Vous ne pou­vez mourir sans moi, ni moi sans vous, si je meurs en mer, sur terre vous vous noierez. Puis elle rêve de repos­er en paix avec Tris­tan dans le ven­tre d’une baleine, souhaite qu’il sache sa mort puis ne le souhaite plus, elle avance en gradu­elle oppo­si­tion… Dans cette tem­pête, très humaine, les opposés échangent, la ligne de partage bouge. Ce n’est plus le corps des mots, peau mer­veilleuse entre humain et monde, qui donne vie à l’amour entre l’homme et la femme.

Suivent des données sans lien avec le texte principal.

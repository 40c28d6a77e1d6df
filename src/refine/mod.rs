//! C7 — the refinement engine (spec §4.6): Krylov drivers (GMRES, CG,
//! BiCGStab) and a simple-iteration driver, all written once against a
//! `SolverInterface` so none of them depend on `numeric`/`solve` directly —
//! only on the abstracted vector ops + `apply_A` + `apply_M_inv` capability
//! set spec §4.6 names.

pub mod bicgstab;
pub mod cg;
pub mod gmres;
pub mod simple;

use num_traits::Float;

use crate::error::PastixError;
use crate::numeric::{CscMatrix, Factors};
use crate::params::FactorizationKind;
use crate::scalar::Scalar;
use crate::solve;
use crate::solver_matrix::SolverMatrix;
use crate::symbol::Symbol;

/// The capability set refinement drivers are polymorphic over (spec §4.6).
/// Every vector parameter has exactly `n()` elements.
pub trait SolverInterface<T: Scalar> {
    fn n(&self) -> usize;
    fn dot(&self, x: &[T], y: &[T]) -> T;
    fn norm2(&self, x: &[T]) -> T::Real;
    fn axpy(&self, alpha: T, x: &[T], y: &mut [T]) {
        for (yi, &xi) in y.iter_mut().zip(x.iter()) {
            *yi += alpha * xi;
        }
    }
    fn scal(&self, alpha: T, x: &mut [T]) {
        for xi in x.iter_mut() {
            *xi *= alpha;
        }
    }
    fn copy(&self, src: &[T], dst: &mut [T]) {
        dst.copy_from_slice(src);
    }
    /// `y <- A*x` (spec §4.6).
    fn apply_a(&self, x: &[T], y: &mut [T]);
    /// `y <- M^{-1}*x`: one `solve::solve` invocation (spec §4.6).
    fn apply_m_inv(&self, x: &[T], y: &mut [T]) -> Result<(), PastixError>;
}

/// Outcome of a refinement run (spec §4.6 "reports: iteration count, final
/// `‖r‖/‖b‖`, per-iteration timing"). Timing is left to the caller to stamp
/// (SPEC_FULL §A — `Date::now`/wall-clock reads happen at the API boundary,
/// not inside the core's pure numeric routines).
#[derive(Debug, Clone, Default)]
pub struct RefineReport {
    pub iterations: usize,
    pub final_relative_residual: f64,
}

/// Binds a factored system to the `SolverInterface` capability set by
/// delegating `apply_A` to the original CSC matrix and `apply_M_inv` to one
/// `solve::solve` call (spec §4.6: "each calling C6 as a preconditioner
/// through an abstracted solver interface").
pub struct FactoredSystem<'a, T: Scalar> {
    pub symbol: &'a Symbol,
    pub solver: &'a SolverMatrix,
    pub factors: &'a Factors<T>,
    pub matrix: &'a CscMatrix<T>,
    pub schur_cblk: Option<usize>,
}

impl<'a, T: Scalar> SolverInterface<T> for FactoredSystem<'a, T> {
    fn n(&self) -> usize {
        self.solver.n()
    }

    fn dot(&self, x: &[T], y: &[T]) -> T {
        x.iter().zip(y.iter()).map(|(&a, &b)| a.conj() * b).sum()
    }

    fn norm2(&self, x: &[T]) -> T::Real {
        let sum_sq: T = x.iter().map(|&v| v.conj() * v).sum();
        sum_sq.real_part().sqrt()
    }

    fn apply_a(&self, x: &[T], y: &mut [T]) {
        let kind = self.factors.kind();
        let symmetric = matches!(kind, FactorizationKind::Llt | FactorizationKind::Ldlt | FactorizationKind::Ldlh);
        let conjugate = kind == FactorizationKind::Ldlh;
        self.matrix.matvec(x, y, symmetric, conjugate);
    }

    fn apply_m_inv(&self, x: &[T], y: &mut [T]) -> Result<(), PastixError> {
        self.copy(x, y);
        solve::solve(self.symbol, self.solver, self.factors, y, 1, self.schur_cblk)
    }
}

Iseut par­le à Tris­tan absent : elle échange les attrib­uts de la terre et de la mer, celle-ci pré­valant, elle ranime, par la fic­tion d’une image, le désir régres­sif d’aimer dans la mer, elle se lie dés­espéré­ment à Tris­tan, cher­chant ce qui pour­rait témoign­er dans le monde de ce lien… Depuis et con­tre les mots mono­sémiques, elle rend vis­i­ble le tra­vail de la métaphore : le trans­port réversible, dans l’air mou­ve­men­té,  de la mer vers la terre (se noy­er dans la terre ou repos­er ensem­ble dans un pois­son-tombe) – pour dire vive­ment que s’est éteint le feu de l’amour. Elle remonte au bou­quet d’amour inau­gur­al quand tout se touchait physique­ment et séman­tique­ment, mais main­tenant c’est depuis l’aval, depuis le sens : or « ço que je di estre ne puet », ce que je dis ne peut pas être. Alors elle fait signe à son dou­ble sur la rive, Iseut aux Blanch­es Mains : si le monde ne peut s’unir d’amour pour réper­cuter la mort de deux amants, que le vent tombe, que la terre se sépare de la mer, que la sœur mal aimée donne la mort à l’amour qui est… Si l’amour réel qui meurt ne peut pas se pro­longer dans un monde d’amour, alors que l’amour qui n’est pas (partagé), la sœur mar­iée, mette fin à l’amour. Si les lim­ites sépar­ent sans retour, que la mort fasse son œuvre. Si la peau merveilleuse…Le roman se ter­mine, le poème étant impos­si­ble. La dou­ble néga­tion (vous ne pou­vez mourir sans moi…) qui n’est pas tout à fait en poésie une affir­ma­tion, plutôt un dou­ble tour sur un secret, se retourne en déclar­a­tive dans les derniers mots auprès du corps de Tristan :

 

            Mort estes pur la meie amur,

                E jo muer, amis, de tendrur.

                …

                De meisme le beivre avrai con­fort.[7]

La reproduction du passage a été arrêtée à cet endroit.